Pros, Cons, and Stereotypes of Remote Jobs

Pros, Cons, and Stereotypes of Remote Jobs

Remote employment is not about saving on office rent. As a rule, the company has an office and you come there from time to time. The correct remote job is about giving freedom to the employee, about respect and trust, and about effective management. It is work for the net result, which can always be measured. And yes, it does save on the amount of office space in some cases, but you still cannot close the company’s office.

Pros and cons of remote employment

3 major benefits of remote employment are obvious:

  1. Freedom of action for the employee, the ability to plan the day.

  2. The conditions for effective work that requires silence, concentration, and creativity.

  3. The possibility of taking side jobs and, consequently, increasing the earnings.

3 the main drawbacks of remote jobs:

  1. The lack of communication with colleagues (spontaneous discussions or even conflicts in which thought thrives).

  2. The risk of not having enough time to meet the deadline or postponing the task until the deadline and doing it poorly due to ineffective time management.

  3. Only well-developed, "advanced" companies with a high level of employee engagement can make remote employees working effectively.

3 the main drawbacks of remote jobs

Managers’ stereotypes of remote jobs

Stereotypical views of CEOs on remote employment, or reasons why it’s not necessary to implement it in a company:

  1. "It is fashionable, it is a trend, we work with Millennials, let's use it!" There is a misconception that Generation Y wants to work purely from home. In fact, they appreciate the opportunity to influence their work schedule, comfortable working environment, and modern offices.

  2. "We are an IT company, let's be like Facebook or Google. If someone wants to work remotely we will let them." Before offering the opportunity to choose a work schedule Facebook and Google have come a long way full of ups and downs, and they are now creating mini-cities for employees so that they would strive to be there all the time!

  3. "We are a small company, let's have our employees work at home and we will save on the office!" It is important here not to prioritize saving money but focus on company’s business profile, the level of management in the company, and the level of employee engagement. Otherwise, it is likely that while saving some money on office, you will lose twice as much on the sales.

Do you need remote employment?

When it makes sense to implement remote employment:

  1. "It is fashionable, it is a trend, we work with Millennials, let's use it!" There is a misconception that Generation Y wants to work purely from home. In fact, they appreciate the opportunity to influence their work schedule, comfortable working environment, and modern offices.

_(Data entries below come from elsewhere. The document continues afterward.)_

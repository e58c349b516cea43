//! Error types for the score parser.
//!
//! The IOL core never propagates an error (spec §7): absence is always
//! `None`/`false`/an empty container. The only fallible boundary in this
//! crate is turning caller-supplied text or floats into an exact [`crate::score::Score`].

use thiserror::Error;

/// Failure parsing a caller-supplied score representation.
#[derive(Debug, Clone, PartialEq, Eq, Error)]
pub enum ScoreParseError {
    #[error("score is not a valid decimal number")]
    InvalidFormat,
    #[error("score is NaN or otherwise not finite")]
    NotFinite,
}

  2. If the work is result-oriented and it does not require a constant presence in the office, and the result is easy to measure and control.

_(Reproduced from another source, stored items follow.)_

//! The Indexed Ordered List: a skip-list spine augmented with per-level span
//! counters, a member index, and a level-0 back-chain.
//!
//! Grounded on the teacher's `SkipList` (`examples/nerdsane-redis-rust/src/redis/data/skiplist.rs`):
//! same slab-of-`Option<Node>` storage with a free list so deletions don't
//! shift indices, the same top-down update/rank traversal shape. Departs from
//! it in two ways the wider engine requires: scores are exact rationals
//! rather than `f64`, and the member index lives on this struct directly
//! rather than in an outer wrapper, since spec's "IOL state" names
//! `memberIndex` as one of this type's own fields.

use std::cmp::Ordering;

use ahash::AHashMap;
use tracing::{debug, trace};

use crate::config::IolConfig;
use crate::member::Member;
use crate::rng::{LevelRng, ThreadLevelRng};
use crate::score::Score;

#[derive(Debug)]
struct Node {
    score: Score,
    member: Member,
    forward: Vec<Option<usize>>,
    span: Vec<usize>,
    backward: Option<usize>,
}

/// The sentinel head's per-level state. The head owns no score or member.
#[derive(Debug, Clone, Copy)]
struct HeadLevel {
    forward: Option<usize>,
    span: usize,
}

/// An in-memory sorted collection of (member, score) pairs with O(log N)
/// rank and score queries.
///
/// This type is not internally synchronized: callers needing concurrent
/// access wrap it in a lock (see [`crate::keyspace::Keyspace`]).
pub struct IndexedOrderedList {
    config: IolConfig,
    rng: Box<dyn LevelRng>,
    head: Vec<HeadLevel>,
    nodes: Vec<Option<Node>>,
    free_slots: Vec<usize>,
    tail: Option<usize>,
    length: usize,
    current_level: usize,
    member_index: AHashMap<Member, usize>,
}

  3. If the company has the technical capabilities and services for convenient and effective work of employees out of the office.

  4. If the work is independent for the most part.

  5. Given all the above, the company may provide remote job to an employee as a privilege if the employee wants to. I know cases when remote employees came to work in co-working centers or coffee shop just to be around people, but not around colleagues. Such atmosphere inspired them more than just sitting at home alone.

Real business-case

And finally, CEO of the company Denise Barnett tells us about a real experience of remote work of employees in her HR-agency and what they think about it.

“As a company that is engaged in selection of personnel and the provision of other services in the field of HR-consulting, in addition to phone and Skype interviews we conduct personal interviews with candidates on a daily basis, our office is located in the city centre, near the subway so it is easy to reach for the candidates. Therefore, the standard work schedule in the office for most of our employees is clear.

However, depending on the workload, we engage employees who work remotely, from home (basically, it's outsourcing, phone calls and invitation of candidates for interview) or can arrange an individual (remote) work schedule with any member of our staff if necessary.

Work standards and reporting forms are the same for everyone. Every Friday at 5 PM is the deadline for reporting for the week. At the same time, the colleagues constantly communicate via phone, Skype, messenger or email within the frame of ongoing joint projects. We have no difficulty in communication, as the level of engagement of people is very high: everyone loves what they do, plus the income is connected to the result (bonuses for the closed projects).

In the format of weekly reporting, in addition to the current status of projects (which can also be tracked online in an ERP system) employees reflect their workload (number of interviews, number of resumes of candidates sent to clients, number of meetings with the candidates spent with clients).

By analyzing these statistics, I can see that, for example, one working group could achieve the same or greater financial results at a lesser load than the other or Vice versa. This way, the result is easy to measure and monitor. However, the format of remote collaboration we allow for no more than 5-10% of our employees for individual projects and tasks. Developing the core team in the office is more important for our company at this point.

Thinking about the implementation of the format of remote work, I recommend to honestly answer yourself the question "Am I ready for this type of management? Do I trust my staff 100%? Will I be able to stop myself from micro-managing everything?" And if you honestly said Yes, then go ahead to transition to this new level of interaction!”